→ **About this task**: Print the range of lines that opens with the line containing "fn heading_text<'s>(&self, node: &tree_sitter::Node, source: &'s" and closes with the last line of the listing. Include both ends; print nothing more.

→ **Material supplied**:
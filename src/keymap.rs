//! Terminal key bindings for the open modal.
//!
//! Keys are translated to [`Input`]s and nothing more; deciding whether left/right step
//! subsections or sections is left to the controller, which re-checks on every press.

use crate::menu::MenuWindow;
use crate::modal::Input;
use ratatui::crossterm::event::{KeyCode, KeyEvent, KeyEventKind};

#[must_use]
/// Maps a key press in the modal view to an engine input.
///
/// Digits `1`–`9` pick the n-th entry of the currently visible menu window.
pub fn modal_input(key: KeyEvent, menu: &MenuWindow) -> Option<Input> {
    if key.kind == KeyEventKind::Release {
        return None;
    }
    let input = match key.code {
        KeyCode::Esc | KeyCode::Char('q') => Input::Escape,
        KeyCode::Left | KeyCode::Char('h') => Input::ArrowLeft,
        KeyCode::Right | KeyCode::Char('l') => Input::ArrowRight,
        KeyCode::Tab => Input::NextSection,
        KeyCode::BackTab => Input::PrevSection,
        KeyCode::Char('[') => Input::PageMenuBackward,
        KeyCode::Char(']') => Input::PageMenuForward,
        KeyCode::Char(c @ '1'..='9') => {
            let offset = c.to_digit(10)? as usize - 1;
            let visible = menu.visible_range();
            let section = visible.start + offset;
            if !visible.contains(&section) {
                return None;
            }
            Input::SelectSection(section)
        }
        _ => return None,
    };
    Some(input)
}

#[cfg(test)]
#[path = "tests/keymap.rs"]
mod tests;
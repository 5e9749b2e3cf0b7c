//! Markdown format implementation using tree-sitter-md.
//!
//! This module provides the tree-sitter query for parsing markdown outlines and reading levels
//! and titles from ATX-style headings (# syntax).

use crate::formats::Format;

/// Tree-sitter query for ATX-style markdown headings (# syntax).
pub struct MarkdownFormat;

impl Format for MarkdownFormat {
    fn language(&self) -> tree_sitter::Language {
        tree_sitter_md::LANGUAGE.into()
    }

    fn heading_query(&self) -> &'static str {
        "(atx_heading) @heading"
    }

    fn heading_level(&self, node: &tree_sitter::Node) -> Option<usize> {
        let marker = node.child(0)?;
        match marker.kind() {
            "atx_h1_marker" => Some(1),
            "atx_h2_marker" => Some(2),
            "atx_h3_marker" => Some(3),
            "atx_h4_marker" => Some(4),
            "atx_h5_marker" => Some(5),
            "atx_h6_marker" => Some(6),
            _ => None,
        }
    }

    fn heading_text<'s>(&self, node: &tree_sitter::Node, source: &'s str) -> Option<&'s str> {
        let mut cursor = node.walk();
        let inline = node
            .children(&mut cursor)
            .find(|child| child.kind() == "inline")?;
        inline
            .utf8_text(source.as_bytes())
            .ok()
            .map(str::trim)
            .filter(|text| !text.is_empty())
    }
}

→ **Answer for this exercise**:
    fn heading_text<'s>(&self, node: &tree_sitter::Node, source: &'s str) -> Option<&'s str> {
        let mut cursor = node.walk();
        let inline = node
            .children(&mut cursor)
            .find(|child| child.kind() == "inline")?;
        inline
            .utf8_text(source.as_bytes())
            .ok()
            .map(str::trim)
            .filter(|text| !text.is_empty())
    }
}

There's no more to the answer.